◆ Source material:
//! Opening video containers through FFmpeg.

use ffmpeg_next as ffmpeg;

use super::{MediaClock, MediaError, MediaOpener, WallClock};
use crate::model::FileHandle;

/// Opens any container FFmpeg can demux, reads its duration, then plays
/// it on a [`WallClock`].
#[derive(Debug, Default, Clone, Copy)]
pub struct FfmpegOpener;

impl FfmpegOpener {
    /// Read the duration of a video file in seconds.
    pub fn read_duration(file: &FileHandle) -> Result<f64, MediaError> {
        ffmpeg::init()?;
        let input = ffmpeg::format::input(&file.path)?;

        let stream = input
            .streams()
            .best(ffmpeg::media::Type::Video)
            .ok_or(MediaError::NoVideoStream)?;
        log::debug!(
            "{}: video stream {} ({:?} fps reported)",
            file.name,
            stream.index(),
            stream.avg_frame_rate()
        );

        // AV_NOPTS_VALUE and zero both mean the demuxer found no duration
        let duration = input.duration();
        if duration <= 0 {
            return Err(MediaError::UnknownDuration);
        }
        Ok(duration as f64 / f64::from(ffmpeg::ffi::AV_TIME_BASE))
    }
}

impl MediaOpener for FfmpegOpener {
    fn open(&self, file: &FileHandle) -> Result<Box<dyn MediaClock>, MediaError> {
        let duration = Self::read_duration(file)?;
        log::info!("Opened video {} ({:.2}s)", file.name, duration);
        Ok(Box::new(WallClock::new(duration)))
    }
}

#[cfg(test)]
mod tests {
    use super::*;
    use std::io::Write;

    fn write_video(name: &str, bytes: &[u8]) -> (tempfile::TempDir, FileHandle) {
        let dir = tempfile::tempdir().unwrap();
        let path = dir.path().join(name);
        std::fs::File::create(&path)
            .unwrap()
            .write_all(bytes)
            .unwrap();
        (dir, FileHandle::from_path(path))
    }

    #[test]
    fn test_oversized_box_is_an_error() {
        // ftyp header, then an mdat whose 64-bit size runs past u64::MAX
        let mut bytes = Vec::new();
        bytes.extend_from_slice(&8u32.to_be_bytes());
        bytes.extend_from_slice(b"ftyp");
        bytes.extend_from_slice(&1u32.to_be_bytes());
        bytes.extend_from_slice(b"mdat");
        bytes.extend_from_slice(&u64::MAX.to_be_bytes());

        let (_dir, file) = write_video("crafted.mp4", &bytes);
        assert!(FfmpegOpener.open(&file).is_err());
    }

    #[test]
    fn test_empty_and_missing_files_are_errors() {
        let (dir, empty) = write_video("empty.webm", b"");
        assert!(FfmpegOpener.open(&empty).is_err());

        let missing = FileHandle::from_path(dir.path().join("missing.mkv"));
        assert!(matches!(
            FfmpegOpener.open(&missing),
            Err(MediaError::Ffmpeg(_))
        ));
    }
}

---

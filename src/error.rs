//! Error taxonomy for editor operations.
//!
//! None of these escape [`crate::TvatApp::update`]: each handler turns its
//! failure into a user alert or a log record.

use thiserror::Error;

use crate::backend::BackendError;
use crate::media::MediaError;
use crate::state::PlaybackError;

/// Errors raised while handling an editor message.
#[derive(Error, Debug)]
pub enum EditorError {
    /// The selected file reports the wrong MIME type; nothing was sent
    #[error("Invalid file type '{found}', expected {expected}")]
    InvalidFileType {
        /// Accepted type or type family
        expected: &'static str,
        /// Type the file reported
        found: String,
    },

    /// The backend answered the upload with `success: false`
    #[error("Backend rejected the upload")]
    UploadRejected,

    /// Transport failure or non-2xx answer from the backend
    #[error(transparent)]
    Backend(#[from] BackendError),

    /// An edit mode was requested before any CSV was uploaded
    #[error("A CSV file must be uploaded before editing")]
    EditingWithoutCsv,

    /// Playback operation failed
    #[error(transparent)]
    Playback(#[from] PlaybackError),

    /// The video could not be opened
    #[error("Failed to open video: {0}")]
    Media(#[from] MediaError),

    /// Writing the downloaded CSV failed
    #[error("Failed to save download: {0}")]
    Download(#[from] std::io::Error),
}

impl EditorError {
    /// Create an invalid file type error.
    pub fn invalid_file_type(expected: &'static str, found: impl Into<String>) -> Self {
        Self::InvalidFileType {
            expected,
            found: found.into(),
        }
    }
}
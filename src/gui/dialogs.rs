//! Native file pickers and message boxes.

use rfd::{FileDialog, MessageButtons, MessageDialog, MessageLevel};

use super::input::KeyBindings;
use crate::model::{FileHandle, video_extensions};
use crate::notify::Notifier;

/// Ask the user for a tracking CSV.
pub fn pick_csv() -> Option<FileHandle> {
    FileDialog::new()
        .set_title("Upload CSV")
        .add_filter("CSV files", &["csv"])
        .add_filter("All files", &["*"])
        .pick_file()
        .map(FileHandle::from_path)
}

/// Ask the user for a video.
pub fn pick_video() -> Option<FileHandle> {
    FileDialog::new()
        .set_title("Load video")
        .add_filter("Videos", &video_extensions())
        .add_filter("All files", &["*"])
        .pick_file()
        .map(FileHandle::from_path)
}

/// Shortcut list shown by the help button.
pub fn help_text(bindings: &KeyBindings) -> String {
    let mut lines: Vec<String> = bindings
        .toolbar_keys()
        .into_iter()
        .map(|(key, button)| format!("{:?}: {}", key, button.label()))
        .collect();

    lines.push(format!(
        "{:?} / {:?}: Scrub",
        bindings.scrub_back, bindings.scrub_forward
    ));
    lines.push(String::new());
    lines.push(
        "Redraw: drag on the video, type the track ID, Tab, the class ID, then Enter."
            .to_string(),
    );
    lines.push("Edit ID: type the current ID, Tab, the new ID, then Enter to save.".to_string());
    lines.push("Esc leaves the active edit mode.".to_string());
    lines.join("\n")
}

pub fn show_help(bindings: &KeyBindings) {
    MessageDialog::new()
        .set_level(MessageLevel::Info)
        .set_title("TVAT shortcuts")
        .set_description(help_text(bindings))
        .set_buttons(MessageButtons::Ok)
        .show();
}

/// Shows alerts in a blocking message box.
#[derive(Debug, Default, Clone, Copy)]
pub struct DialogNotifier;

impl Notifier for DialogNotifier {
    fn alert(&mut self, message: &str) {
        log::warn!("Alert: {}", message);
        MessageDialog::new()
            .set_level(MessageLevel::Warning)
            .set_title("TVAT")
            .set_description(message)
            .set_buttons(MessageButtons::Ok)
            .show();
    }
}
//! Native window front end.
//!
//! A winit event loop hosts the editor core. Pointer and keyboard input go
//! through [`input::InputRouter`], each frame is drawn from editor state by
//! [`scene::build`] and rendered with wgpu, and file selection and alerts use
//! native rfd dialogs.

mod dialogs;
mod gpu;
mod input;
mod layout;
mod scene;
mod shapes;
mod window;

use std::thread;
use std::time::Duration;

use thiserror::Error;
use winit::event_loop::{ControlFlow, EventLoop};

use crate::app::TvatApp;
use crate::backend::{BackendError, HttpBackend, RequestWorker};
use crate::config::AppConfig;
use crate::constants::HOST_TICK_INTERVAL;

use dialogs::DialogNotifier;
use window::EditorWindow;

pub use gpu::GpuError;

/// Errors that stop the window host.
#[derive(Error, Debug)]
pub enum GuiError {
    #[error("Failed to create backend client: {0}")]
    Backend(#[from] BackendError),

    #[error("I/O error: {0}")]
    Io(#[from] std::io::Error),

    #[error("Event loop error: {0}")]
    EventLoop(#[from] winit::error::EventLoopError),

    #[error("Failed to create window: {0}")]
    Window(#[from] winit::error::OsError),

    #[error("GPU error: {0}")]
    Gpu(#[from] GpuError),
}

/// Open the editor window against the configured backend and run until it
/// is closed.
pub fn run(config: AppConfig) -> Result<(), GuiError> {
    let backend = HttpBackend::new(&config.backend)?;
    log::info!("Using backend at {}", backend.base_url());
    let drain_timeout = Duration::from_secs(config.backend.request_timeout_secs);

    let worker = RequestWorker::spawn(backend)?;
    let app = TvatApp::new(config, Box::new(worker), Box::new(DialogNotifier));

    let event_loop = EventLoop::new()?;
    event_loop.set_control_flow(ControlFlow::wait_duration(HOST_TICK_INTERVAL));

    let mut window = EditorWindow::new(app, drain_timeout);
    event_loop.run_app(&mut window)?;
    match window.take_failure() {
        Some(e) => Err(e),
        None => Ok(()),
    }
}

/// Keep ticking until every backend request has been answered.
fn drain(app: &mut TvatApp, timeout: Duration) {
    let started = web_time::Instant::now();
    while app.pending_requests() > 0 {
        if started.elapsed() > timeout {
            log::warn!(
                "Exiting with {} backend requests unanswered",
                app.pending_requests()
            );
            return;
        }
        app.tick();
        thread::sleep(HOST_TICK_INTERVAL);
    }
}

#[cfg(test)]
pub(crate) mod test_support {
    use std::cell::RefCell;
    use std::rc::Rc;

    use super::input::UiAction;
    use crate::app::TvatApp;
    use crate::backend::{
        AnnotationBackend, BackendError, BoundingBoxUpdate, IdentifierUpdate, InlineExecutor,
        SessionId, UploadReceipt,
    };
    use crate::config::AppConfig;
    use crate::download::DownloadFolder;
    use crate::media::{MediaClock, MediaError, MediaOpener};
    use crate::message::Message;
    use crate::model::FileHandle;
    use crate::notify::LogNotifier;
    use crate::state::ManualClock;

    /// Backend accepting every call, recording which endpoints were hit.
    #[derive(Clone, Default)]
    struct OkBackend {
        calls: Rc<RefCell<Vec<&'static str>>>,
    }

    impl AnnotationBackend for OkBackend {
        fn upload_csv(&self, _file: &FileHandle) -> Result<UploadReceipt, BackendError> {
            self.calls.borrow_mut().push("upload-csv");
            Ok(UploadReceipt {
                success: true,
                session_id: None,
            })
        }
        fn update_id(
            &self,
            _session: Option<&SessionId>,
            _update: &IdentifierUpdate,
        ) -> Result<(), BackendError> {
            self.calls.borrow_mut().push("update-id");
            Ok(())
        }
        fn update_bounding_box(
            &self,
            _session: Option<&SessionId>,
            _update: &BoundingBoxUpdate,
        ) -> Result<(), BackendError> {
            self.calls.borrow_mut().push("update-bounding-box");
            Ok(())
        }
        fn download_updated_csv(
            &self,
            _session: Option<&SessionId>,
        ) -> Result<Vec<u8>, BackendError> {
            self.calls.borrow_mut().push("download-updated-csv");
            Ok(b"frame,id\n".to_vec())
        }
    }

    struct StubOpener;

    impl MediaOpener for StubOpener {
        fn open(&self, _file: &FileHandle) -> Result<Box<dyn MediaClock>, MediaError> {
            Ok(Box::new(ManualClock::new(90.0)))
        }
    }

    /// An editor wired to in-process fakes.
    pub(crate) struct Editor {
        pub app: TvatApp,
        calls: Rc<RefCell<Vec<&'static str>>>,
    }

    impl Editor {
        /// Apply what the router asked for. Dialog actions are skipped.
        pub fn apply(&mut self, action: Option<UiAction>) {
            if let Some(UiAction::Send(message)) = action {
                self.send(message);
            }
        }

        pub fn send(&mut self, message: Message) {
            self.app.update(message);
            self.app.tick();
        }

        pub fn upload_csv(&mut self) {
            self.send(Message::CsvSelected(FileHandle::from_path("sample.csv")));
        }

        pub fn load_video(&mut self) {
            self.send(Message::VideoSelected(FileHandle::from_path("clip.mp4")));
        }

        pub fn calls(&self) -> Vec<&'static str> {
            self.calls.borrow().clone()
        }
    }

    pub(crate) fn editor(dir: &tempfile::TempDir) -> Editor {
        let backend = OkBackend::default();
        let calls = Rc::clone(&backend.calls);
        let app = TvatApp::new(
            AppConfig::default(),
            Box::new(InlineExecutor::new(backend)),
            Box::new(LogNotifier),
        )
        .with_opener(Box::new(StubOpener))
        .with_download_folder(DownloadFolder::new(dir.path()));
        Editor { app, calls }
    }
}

==

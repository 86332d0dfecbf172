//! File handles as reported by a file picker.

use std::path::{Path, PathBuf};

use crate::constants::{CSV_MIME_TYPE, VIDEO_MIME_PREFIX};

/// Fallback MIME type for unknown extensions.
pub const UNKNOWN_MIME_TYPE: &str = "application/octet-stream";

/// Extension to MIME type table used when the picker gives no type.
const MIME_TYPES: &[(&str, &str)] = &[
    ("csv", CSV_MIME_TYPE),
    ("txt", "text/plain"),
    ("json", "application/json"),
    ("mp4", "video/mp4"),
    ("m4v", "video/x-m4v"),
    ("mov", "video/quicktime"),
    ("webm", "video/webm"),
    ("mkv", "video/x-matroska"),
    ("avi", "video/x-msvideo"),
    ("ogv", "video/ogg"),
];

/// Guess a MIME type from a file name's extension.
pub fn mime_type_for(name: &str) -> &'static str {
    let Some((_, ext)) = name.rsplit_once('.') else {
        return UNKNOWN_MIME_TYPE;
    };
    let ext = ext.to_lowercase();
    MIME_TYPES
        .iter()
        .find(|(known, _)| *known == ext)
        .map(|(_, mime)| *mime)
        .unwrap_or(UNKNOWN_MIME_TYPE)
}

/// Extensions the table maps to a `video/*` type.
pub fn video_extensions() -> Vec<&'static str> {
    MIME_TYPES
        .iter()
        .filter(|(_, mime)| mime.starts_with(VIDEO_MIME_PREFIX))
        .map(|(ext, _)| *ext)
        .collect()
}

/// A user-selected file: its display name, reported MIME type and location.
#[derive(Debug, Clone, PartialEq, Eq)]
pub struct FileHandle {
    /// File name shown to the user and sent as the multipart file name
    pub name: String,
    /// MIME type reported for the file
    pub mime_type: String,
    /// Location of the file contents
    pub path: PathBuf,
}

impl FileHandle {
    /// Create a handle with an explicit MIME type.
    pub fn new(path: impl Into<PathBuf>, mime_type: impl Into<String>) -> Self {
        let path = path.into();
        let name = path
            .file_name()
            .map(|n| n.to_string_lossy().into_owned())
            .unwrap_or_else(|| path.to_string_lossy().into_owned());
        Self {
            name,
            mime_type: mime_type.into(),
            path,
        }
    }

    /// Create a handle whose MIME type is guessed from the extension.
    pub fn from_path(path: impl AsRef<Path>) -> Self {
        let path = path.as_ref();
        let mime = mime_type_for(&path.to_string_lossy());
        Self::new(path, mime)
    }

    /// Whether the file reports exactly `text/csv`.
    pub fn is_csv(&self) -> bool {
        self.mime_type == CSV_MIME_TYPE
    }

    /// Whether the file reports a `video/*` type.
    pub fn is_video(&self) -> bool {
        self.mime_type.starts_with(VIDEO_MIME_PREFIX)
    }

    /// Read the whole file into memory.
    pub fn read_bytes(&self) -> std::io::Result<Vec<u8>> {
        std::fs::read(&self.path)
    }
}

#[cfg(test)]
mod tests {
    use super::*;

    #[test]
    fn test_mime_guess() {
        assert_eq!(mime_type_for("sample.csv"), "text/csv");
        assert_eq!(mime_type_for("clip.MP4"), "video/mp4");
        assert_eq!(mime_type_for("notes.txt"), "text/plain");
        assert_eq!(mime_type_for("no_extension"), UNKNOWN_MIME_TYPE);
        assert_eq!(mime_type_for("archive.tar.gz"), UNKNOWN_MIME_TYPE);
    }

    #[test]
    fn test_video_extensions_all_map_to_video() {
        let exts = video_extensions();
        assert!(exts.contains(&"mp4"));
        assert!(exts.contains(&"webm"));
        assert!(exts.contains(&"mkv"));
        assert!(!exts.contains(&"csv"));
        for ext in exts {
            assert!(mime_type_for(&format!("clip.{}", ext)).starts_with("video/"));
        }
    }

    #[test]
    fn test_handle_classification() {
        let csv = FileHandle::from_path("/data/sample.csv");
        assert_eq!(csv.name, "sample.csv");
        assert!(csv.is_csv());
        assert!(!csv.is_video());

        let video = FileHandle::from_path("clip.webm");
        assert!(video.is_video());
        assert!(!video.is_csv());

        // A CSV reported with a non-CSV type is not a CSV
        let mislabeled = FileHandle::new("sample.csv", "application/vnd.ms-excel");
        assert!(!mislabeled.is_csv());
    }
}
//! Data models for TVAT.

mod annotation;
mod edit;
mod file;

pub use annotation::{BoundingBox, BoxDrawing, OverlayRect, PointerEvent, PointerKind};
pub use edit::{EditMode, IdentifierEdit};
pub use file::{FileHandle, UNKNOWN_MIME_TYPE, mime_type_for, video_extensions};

◆ The task:
If a line of the material contains the word "return", pick it out and copy it.

◆ Worked solution:
            return Err(MediaError::UnknownDuration);
            return;
        return UNKNOWN_MIME_TYPE;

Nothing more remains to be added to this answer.